§ **What the task asks**
Copy every line in the records below that contains the word "ActivationConfig".

* * * * * * * * *

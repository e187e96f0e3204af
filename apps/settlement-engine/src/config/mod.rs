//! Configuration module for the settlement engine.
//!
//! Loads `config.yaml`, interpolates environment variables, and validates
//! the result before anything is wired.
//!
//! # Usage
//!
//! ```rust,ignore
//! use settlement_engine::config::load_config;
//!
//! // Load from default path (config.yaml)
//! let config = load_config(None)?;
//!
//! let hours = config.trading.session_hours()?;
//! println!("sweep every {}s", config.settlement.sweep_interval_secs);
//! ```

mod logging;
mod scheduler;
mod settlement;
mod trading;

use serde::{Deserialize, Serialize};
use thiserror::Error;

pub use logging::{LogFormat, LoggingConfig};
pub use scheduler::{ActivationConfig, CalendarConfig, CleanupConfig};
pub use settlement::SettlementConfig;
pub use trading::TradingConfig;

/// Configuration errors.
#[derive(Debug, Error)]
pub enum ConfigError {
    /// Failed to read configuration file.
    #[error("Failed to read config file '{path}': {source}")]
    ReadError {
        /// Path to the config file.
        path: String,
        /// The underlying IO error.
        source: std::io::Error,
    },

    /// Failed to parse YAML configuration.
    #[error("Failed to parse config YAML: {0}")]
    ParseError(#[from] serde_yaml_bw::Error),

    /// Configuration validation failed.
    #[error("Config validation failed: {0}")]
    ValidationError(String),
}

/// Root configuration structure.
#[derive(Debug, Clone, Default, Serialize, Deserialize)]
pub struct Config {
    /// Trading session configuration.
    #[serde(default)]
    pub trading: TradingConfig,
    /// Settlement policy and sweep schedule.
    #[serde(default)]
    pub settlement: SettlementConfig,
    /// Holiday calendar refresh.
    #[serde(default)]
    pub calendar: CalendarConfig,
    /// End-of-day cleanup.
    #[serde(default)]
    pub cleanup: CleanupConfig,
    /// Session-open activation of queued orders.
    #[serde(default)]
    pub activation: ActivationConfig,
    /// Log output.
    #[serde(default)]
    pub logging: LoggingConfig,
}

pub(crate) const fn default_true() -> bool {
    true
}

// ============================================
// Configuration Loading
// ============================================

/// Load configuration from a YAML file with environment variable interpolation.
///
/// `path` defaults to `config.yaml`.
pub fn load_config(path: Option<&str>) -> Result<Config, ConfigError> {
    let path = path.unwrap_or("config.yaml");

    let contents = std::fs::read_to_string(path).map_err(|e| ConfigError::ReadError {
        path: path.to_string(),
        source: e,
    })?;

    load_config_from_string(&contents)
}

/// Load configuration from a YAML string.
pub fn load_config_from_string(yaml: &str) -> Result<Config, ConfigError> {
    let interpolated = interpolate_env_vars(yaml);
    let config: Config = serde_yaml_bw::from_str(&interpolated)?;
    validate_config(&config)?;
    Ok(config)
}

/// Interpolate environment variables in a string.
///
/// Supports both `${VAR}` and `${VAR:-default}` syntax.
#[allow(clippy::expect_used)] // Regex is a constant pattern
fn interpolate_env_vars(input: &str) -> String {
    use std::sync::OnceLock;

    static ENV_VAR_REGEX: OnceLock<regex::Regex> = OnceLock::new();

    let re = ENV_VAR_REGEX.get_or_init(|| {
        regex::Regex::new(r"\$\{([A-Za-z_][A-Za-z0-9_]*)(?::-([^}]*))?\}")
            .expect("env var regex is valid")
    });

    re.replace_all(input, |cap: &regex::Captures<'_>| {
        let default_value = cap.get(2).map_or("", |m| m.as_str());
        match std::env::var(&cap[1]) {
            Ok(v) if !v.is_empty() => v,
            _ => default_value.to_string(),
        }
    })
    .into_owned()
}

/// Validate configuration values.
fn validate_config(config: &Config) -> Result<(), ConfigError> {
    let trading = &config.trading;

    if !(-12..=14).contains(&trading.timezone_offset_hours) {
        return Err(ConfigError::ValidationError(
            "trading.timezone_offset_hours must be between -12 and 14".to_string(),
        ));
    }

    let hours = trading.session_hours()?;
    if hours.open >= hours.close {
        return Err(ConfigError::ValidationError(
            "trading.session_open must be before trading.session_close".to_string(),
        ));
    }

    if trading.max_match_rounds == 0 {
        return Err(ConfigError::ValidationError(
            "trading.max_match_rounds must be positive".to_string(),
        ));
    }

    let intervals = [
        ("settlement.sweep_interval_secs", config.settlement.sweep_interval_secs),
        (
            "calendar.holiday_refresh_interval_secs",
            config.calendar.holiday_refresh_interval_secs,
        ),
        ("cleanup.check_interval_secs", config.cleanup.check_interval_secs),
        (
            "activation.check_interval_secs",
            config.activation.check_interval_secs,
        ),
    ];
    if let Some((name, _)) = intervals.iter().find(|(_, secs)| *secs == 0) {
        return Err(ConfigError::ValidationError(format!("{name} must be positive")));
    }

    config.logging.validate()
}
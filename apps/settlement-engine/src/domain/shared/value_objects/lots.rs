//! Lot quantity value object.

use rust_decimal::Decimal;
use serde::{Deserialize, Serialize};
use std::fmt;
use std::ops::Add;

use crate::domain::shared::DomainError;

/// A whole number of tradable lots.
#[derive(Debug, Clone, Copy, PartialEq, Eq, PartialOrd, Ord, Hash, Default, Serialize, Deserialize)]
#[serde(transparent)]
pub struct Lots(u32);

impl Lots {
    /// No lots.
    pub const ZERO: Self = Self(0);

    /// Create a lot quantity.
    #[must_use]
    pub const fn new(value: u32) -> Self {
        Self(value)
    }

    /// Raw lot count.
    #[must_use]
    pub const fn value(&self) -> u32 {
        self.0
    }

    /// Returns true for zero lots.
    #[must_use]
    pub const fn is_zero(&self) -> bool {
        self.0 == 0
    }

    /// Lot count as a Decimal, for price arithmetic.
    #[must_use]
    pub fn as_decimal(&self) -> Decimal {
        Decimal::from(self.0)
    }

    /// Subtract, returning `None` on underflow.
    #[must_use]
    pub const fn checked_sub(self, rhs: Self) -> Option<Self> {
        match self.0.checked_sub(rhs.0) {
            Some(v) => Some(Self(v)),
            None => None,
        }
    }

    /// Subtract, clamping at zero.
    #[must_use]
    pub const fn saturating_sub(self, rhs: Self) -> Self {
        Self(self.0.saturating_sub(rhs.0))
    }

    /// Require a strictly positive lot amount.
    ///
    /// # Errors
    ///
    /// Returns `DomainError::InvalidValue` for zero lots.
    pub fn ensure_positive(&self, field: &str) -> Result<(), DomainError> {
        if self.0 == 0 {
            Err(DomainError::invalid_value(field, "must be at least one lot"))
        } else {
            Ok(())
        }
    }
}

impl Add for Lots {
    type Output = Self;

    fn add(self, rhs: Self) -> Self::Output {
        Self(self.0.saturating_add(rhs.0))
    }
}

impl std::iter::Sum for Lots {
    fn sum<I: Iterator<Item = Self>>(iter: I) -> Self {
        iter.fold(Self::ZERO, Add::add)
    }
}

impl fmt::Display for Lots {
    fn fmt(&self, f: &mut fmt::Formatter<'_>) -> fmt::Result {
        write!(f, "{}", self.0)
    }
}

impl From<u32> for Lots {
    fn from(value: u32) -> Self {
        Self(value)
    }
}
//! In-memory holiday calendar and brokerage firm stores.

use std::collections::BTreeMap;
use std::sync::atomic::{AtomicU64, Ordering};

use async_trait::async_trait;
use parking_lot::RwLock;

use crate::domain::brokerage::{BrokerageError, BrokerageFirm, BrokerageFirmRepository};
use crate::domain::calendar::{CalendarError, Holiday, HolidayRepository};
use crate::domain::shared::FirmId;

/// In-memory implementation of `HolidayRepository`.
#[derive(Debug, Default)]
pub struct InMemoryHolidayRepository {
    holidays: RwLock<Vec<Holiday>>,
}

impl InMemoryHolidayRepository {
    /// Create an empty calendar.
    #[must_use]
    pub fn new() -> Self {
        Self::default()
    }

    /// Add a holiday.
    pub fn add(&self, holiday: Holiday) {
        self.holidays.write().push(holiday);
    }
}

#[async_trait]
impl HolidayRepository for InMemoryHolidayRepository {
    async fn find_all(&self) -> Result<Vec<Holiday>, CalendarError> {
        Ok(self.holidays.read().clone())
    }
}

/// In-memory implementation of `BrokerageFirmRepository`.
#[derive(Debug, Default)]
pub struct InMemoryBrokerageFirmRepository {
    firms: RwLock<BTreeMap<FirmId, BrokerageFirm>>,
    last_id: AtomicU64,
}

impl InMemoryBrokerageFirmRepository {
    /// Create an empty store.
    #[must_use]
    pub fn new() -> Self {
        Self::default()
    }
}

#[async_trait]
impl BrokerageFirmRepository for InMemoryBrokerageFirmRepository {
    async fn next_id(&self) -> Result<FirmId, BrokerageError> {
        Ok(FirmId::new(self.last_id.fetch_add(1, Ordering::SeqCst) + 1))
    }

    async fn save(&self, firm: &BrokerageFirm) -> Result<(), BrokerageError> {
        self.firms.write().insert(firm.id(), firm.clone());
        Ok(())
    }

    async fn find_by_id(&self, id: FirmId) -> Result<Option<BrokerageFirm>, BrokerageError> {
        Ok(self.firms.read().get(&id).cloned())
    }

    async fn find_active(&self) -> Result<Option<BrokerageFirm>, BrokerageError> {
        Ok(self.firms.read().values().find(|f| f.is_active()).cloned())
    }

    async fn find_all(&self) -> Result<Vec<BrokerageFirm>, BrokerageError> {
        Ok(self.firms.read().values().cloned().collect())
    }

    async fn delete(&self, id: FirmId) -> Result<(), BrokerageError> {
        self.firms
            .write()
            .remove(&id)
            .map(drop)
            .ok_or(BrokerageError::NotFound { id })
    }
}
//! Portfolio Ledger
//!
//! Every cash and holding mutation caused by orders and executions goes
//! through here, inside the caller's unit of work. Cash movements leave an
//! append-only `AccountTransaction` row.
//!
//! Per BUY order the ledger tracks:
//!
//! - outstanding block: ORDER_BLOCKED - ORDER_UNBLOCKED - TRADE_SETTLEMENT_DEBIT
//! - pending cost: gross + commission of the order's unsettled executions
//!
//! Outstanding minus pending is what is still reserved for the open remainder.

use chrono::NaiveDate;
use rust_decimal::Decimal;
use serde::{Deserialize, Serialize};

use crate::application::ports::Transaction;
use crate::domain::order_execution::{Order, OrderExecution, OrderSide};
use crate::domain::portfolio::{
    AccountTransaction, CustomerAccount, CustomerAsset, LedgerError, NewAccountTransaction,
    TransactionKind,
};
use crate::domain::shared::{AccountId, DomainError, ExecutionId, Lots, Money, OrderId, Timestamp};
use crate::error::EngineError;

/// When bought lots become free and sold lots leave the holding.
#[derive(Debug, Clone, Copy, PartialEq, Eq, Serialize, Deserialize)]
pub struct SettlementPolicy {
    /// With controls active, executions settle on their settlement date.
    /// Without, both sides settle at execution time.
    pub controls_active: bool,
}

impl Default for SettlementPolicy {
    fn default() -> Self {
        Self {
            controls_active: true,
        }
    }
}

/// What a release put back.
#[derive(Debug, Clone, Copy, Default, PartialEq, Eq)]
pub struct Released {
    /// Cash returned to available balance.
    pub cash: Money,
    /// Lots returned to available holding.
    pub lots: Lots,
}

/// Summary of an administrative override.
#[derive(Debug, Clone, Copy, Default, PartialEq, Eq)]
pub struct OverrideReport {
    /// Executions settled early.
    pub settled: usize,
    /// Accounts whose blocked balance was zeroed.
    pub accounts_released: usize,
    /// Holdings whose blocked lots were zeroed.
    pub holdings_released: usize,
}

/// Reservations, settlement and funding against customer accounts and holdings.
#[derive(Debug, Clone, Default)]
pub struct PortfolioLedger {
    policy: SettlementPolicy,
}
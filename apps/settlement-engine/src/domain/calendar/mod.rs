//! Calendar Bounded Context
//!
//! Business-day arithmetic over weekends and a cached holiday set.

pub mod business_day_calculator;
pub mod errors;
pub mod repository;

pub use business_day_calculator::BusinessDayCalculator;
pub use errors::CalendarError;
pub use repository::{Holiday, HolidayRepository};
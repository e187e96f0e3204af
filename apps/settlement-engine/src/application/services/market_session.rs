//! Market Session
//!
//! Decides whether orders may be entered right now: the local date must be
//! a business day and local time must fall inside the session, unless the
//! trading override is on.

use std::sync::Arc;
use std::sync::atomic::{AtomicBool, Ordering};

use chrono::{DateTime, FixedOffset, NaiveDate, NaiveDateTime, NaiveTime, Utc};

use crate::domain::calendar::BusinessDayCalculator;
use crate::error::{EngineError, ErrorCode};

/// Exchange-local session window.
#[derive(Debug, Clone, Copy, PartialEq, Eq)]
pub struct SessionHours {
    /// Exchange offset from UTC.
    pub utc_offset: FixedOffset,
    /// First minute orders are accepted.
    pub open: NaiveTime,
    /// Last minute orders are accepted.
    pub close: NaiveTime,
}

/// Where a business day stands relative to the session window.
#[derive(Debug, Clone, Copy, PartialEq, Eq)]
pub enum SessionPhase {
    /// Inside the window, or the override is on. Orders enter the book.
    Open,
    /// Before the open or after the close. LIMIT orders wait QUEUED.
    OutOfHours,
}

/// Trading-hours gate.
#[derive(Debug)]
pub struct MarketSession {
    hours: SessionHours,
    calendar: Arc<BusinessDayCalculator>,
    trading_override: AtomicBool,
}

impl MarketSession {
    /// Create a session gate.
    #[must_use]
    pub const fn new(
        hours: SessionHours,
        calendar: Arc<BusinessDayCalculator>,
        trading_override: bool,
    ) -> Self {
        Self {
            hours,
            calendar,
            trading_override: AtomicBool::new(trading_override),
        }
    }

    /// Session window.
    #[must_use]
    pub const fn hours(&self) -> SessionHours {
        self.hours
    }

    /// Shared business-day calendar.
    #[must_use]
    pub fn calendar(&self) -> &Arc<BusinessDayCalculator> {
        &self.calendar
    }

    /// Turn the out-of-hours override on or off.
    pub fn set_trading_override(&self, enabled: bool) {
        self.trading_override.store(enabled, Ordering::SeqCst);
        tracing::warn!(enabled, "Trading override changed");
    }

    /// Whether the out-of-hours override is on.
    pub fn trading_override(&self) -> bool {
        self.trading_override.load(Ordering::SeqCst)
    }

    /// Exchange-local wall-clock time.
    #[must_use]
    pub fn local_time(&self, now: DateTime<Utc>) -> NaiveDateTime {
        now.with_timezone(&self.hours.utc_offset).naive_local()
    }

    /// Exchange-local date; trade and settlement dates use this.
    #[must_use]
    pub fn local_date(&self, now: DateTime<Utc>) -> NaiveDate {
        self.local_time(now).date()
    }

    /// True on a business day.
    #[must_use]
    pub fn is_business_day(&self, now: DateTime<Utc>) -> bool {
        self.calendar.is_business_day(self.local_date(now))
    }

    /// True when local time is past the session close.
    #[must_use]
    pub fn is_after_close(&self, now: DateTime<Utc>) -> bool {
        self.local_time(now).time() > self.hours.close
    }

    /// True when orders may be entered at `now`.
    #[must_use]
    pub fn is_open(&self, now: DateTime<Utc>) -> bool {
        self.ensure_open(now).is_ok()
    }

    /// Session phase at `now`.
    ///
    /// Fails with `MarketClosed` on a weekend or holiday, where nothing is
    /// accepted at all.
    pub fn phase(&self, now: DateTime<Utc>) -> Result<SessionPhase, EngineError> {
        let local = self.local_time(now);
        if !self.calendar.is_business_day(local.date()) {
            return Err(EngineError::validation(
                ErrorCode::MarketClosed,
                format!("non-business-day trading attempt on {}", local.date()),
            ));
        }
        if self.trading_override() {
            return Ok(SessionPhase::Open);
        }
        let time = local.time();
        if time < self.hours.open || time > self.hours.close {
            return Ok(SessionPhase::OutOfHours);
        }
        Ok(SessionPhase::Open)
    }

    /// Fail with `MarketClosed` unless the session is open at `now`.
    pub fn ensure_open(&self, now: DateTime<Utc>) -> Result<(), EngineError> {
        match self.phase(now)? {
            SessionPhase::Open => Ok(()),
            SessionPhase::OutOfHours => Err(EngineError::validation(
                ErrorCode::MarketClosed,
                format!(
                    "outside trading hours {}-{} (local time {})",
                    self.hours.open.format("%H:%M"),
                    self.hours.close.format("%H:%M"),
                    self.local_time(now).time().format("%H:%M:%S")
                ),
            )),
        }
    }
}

* * * * * * * * *

§ **Solution to this problem**
pub use scheduler::{ActivationConfig, CalendarConfig, CleanupConfig};
    pub activation: ActivationConfig,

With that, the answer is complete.